* _WORK INSTRUCTIONS_: Lines to return, exactly: from the line with "was written for" to the line with "for hook in" in the entries below, both included.

* _TASK MATERIAL_:

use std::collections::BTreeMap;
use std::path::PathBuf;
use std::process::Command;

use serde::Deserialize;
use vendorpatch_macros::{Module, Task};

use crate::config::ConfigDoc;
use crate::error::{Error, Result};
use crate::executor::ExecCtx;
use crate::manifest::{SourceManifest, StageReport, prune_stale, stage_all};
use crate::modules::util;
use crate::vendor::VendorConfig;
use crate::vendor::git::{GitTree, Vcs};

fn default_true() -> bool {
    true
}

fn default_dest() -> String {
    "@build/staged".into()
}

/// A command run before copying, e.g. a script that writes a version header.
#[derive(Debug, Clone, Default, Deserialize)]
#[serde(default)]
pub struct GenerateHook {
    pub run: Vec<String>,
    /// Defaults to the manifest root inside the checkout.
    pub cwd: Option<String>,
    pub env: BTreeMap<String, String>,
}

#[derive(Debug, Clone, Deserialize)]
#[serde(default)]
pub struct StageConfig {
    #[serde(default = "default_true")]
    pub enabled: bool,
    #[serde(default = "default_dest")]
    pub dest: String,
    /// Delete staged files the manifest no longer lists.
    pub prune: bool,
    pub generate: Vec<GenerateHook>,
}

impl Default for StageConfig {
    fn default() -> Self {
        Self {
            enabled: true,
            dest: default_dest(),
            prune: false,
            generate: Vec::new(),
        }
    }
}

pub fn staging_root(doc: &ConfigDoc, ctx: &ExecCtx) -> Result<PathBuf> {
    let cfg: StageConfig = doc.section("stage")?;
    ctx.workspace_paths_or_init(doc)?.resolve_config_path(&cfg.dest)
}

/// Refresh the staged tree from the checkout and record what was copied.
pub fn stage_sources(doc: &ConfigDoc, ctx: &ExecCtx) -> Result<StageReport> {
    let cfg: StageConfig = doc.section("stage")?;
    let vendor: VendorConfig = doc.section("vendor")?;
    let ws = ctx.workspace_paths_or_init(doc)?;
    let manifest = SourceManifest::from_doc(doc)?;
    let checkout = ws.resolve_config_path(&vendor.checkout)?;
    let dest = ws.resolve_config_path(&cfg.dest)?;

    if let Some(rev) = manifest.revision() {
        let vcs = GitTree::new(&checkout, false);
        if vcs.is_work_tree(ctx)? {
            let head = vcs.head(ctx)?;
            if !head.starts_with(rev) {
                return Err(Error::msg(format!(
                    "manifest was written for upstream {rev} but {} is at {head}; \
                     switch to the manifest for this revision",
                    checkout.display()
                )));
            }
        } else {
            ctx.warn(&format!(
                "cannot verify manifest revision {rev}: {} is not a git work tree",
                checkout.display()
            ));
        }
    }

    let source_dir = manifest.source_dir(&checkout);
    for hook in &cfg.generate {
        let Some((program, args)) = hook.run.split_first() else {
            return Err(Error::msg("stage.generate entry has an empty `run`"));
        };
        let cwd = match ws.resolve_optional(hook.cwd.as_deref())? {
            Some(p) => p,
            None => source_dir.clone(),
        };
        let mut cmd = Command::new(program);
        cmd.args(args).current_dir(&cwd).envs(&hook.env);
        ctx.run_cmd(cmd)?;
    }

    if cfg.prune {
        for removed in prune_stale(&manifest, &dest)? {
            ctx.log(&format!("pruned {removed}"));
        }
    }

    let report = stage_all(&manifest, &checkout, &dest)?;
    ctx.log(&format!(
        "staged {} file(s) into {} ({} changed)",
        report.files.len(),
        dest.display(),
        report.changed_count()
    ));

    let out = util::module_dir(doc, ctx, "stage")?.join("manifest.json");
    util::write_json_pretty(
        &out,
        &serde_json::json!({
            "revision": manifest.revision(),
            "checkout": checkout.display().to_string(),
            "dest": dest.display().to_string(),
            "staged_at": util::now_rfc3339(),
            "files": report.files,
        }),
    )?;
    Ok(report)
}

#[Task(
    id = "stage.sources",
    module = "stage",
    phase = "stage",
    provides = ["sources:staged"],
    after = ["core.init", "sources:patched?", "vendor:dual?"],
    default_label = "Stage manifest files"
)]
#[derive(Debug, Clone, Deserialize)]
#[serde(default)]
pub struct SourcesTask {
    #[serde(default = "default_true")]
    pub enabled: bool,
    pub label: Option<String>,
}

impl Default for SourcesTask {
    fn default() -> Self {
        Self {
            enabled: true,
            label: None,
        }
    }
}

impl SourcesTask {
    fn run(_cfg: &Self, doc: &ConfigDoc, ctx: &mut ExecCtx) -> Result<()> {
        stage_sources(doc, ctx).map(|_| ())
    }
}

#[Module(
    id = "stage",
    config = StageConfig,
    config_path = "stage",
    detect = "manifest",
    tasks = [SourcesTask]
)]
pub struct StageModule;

* _EXERCISE ANSWER_:
                    "manifest was written for upstream {rev} but {} is at {head}; \
                     switch to the manifest for this revision",
                    checkout.display()
                )));
            }
        } else {
            ctx.warn(&format!(
                "cannot verify manifest revision {rev}: {} is not a git work tree",
                checkout.display()
            ));
        }
    }

    let source_dir = manifest.source_dir(&checkout);
    for hook in &cfg.generate {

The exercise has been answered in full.